DataPrep Orchestrator
Enterprise
Image | $DATAOPS_DATAPREP_RUNNER_IMAGE |
---|
The DataPrep orchestrator allows the processing and synchronizing of files between two locations, such as two different AWS S3 buckets or a local folder and an Azure Storage Blob.
All the files in the input/source location are compared to the output/target location.
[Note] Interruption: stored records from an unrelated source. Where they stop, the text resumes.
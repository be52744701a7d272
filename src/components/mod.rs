//! Orchestrator collaborators.
//!
//! Each role in a revenue cycle is a trait, so the orchestrator can be
//! driven by any implementation:
//! - `OpportunitySource`: discovers opportunities (`QuantumResearcher`)
//! - `TrendAnalyzer`: analyzes market trends (`NeuralAI`)
//! - `AssetProvisioner`: provisions digital assets (`AssetManager`)
//! - `CampaignRunner`: launches/optimizes campaigns (`CampaignManager`)
//! - `StatusSink`: receives the end-of-cycle snapshot and the orchestrator
//!   counters after every cycle (`AdminDashboard`)

pub mod assets;
pub mod campaigns;
pub mod neural;
pub mod quantum;

use anyhow::Result;
use async_trait::async_trait;

use crate::types::{ArielState, MarketTrend, Opportunity, StatusSnapshot};

pub use assets::AssetManager;
pub use campaigns::CampaignManager;
pub use neural::NeuralAI;
pub use quantum::QuantumResearcher;

#[cfg_attr(test, mockall::automock)]
#[async_trait]
pub trait OpportunitySource: Send + Sync {
    /// Scan for actionable opportunities.
    async fn find_opportunities(&self) -> Result<Vec<Opportunity>>;
}

#[cfg_attr(test, mockall::automock)]
#[async_trait]
pub trait TrendAnalyzer: Send + Sync {
    async fn analyze_trends(&self) -> Result<Vec<MarketTrend>>;
}

#[cfg_attr(test, mockall::automock)]
#[async_trait]
pub trait AssetProvisioner: Send + Sync {
    /// Make sure the baseline set of assets exists. Called once at bootstrap.
    async fn ensure_minimum_assets(&self) -> Result<()>;

    /// Prepare whatever assets this cycle's opportunities need.
    async fn acquire_assets_for_opportunities(
        &self,
        opportunities: &[Opportunity],
        market_trends: &[MarketTrend],
    ) -> Result<()>;
}

#[cfg_attr(test, mockall::automock)]
#[async_trait]
pub trait CampaignRunner: Send + Sync {
    async fn launch_or_optimize(
        &self,
        opportunities: &[Opportunity],
        market_trends: &[MarketTrend],
    ) -> Result<()>;
}

#[cfg_attr(test, mockall::automock)]
#[async_trait]
pub trait StatusSink: Send + Sync {
    /// Final step of a completed cycle.
    async fn sync_status(&self, snapshot: &StatusSnapshot) -> Result<()>;

    /// Latest counters. Pushed after every cycle whatever its outcome,
    /// and once more on shutdown.
    async fn record_state(&self, state: &ArielState) -> Result<()>;
}

/// The full set of collaborators an orchestrator runs with.
pub struct Components {
    pub quantum: Box<dyn OpportunitySource>,
    pub neural: Box<dyn TrendAnalyzer>,
    pub assets: Box<dyn AssetProvisioner>,
    pub campaigns: Box<dyn CampaignRunner>,
    pub dashboard: Box<dyn StatusSink>,
}

impl Components {
    /// Default collaborators, reporting into the given status sink.
    pub fn with_dashboard(dashboard: Box<dyn StatusSink>) -> Self {
        Self {
            quantum: Box::new(QuantumResearcher::new()),
            neural: Box::new(NeuralAI::new()),
            assets: Box::new(AssetManager::new()),
            campaigns: Box::new(CampaignManager::new()),
            dashboard,
        }
    }
}
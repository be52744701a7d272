//! Configuration loading from TOML.
//!
//! Reads `config.toml` and deserializes into strongly-typed structs.
//! Every field has a default so a partial (or missing) file still
//! yields a runnable configuration.

use anyhow::{Context, Result};
use serde::Deserialize;
use std::fs;
use std::path::Path;
use std::time::Duration;
use tracing::warn;

use crate::types::ArielError;

/// Top-level application configuration.
#[derive(Debug, Deserialize, Clone, Default)]
pub struct AppConfig {
    #[serde(default)]
    pub agent: AgentConfig,
    #[serde(default)]
    pub dashboard: DashboardConfig,
}

#[derive(Debug, Deserialize, Clone)]
#[serde(default)]
pub struct AgentConfig {
    pub name: String,
    /// Sleep between cycles.
    pub cycle_time_secs: u64,
    /// Sleep taken instead of the cycle body while paused.
    pub pause_interval_secs: u64,
    pub state_file: String,
    /// Start paused regardless of the persisted flag.
    pub start_paused: bool,
}

impl Default for AgentConfig {
    fn default() -> Self {
        Self {
            name: "ARIEL-001".to_string(),
            cycle_time_secs: 1800,
            pause_interval_secs: 60,
            state_file: "ariel_state.json".to_string(),
            start_paused: false,
        }
    }
}

impl AgentConfig {
    pub fn cycle_time(&self) -> Duration {
        Duration::from_secs(self.cycle_time_secs)
    }

    pub fn pause_interval(&self) -> Duration {
        Duration::from_secs(self.pause_interval_secs)
    }
}

#[derive(Debug, Deserialize, Clone)]
#[serde(default)]
pub struct DashboardConfig {
    pub enabled: bool,
    pub port: u16,
}

impl Default for DashboardConfig {
    fn default() -> Self {
        Self {
            enabled: true,
            port: 3002,
        }
    }
}

impl AppConfig {
    /// Load configuration from a TOML file.
    pub fn load(path: &str) -> Result<Self> {
        let contents = fs::read_to_string(path)
            .with_context(|| format!("Failed to read config file: {path}"))?;
        let config: AppConfig = toml::from_str(&contents)
            .with_context(|| format!("Failed to parse config file: {path}"))?;
        config.validate()?;
        Ok(config)
    }

    /// Load from `path`, or fall back to defaults if the file is absent.
    /// A file that exists but does not parse is still an error.
    pub fn load_or_default(path: &str) -> Result<Self> {
        if Path::new(path).exists() {
            Self::load(path)
        } else {
            warn!(path, "Config file not found, using defaults");
            Ok(Self::default())
        }
    }

    pub fn validate(&self) -> Result<()> {
        if self.agent.cycle_time_secs == 0 {
            return Err(ArielError::Config("agent.cycle_time_secs must be > 0".into()).into());
        }
        if self.agent.pause_interval_secs == 0 {
            return Err(ArielError::Config("agent.pause_interval_secs must be > 0".into()).into());
        }
        if self.agent.state_file.trim().is_empty() {
            return Err(ArielError::Config("agent.state_file must not be empty".into()).into());
        }
        Ok(())
    }
}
Files not present at the target location are downloaded from the source, processed, and uploaded to the target.
The file processing is handled by either Python or bash scripts, with the following locations supported and interchangeable:
- AWS S3 Bucket
- Local Directory
- Azure Storage Blob Container
Usage
The DataPrep orchestrator workflow is as follows:
-
Check the defined storage locations.
- For both input and output storage locations, check for required keys
- Configures the environment
- Test the connections with the supplied credentials
-
Fetch the list of files.
- Fetch the list of files located in the input storage location
- Fetch the list of files located in the output storage location
-
Compare the file list by name.
-
Start synchronization for each file present in the input but not the output.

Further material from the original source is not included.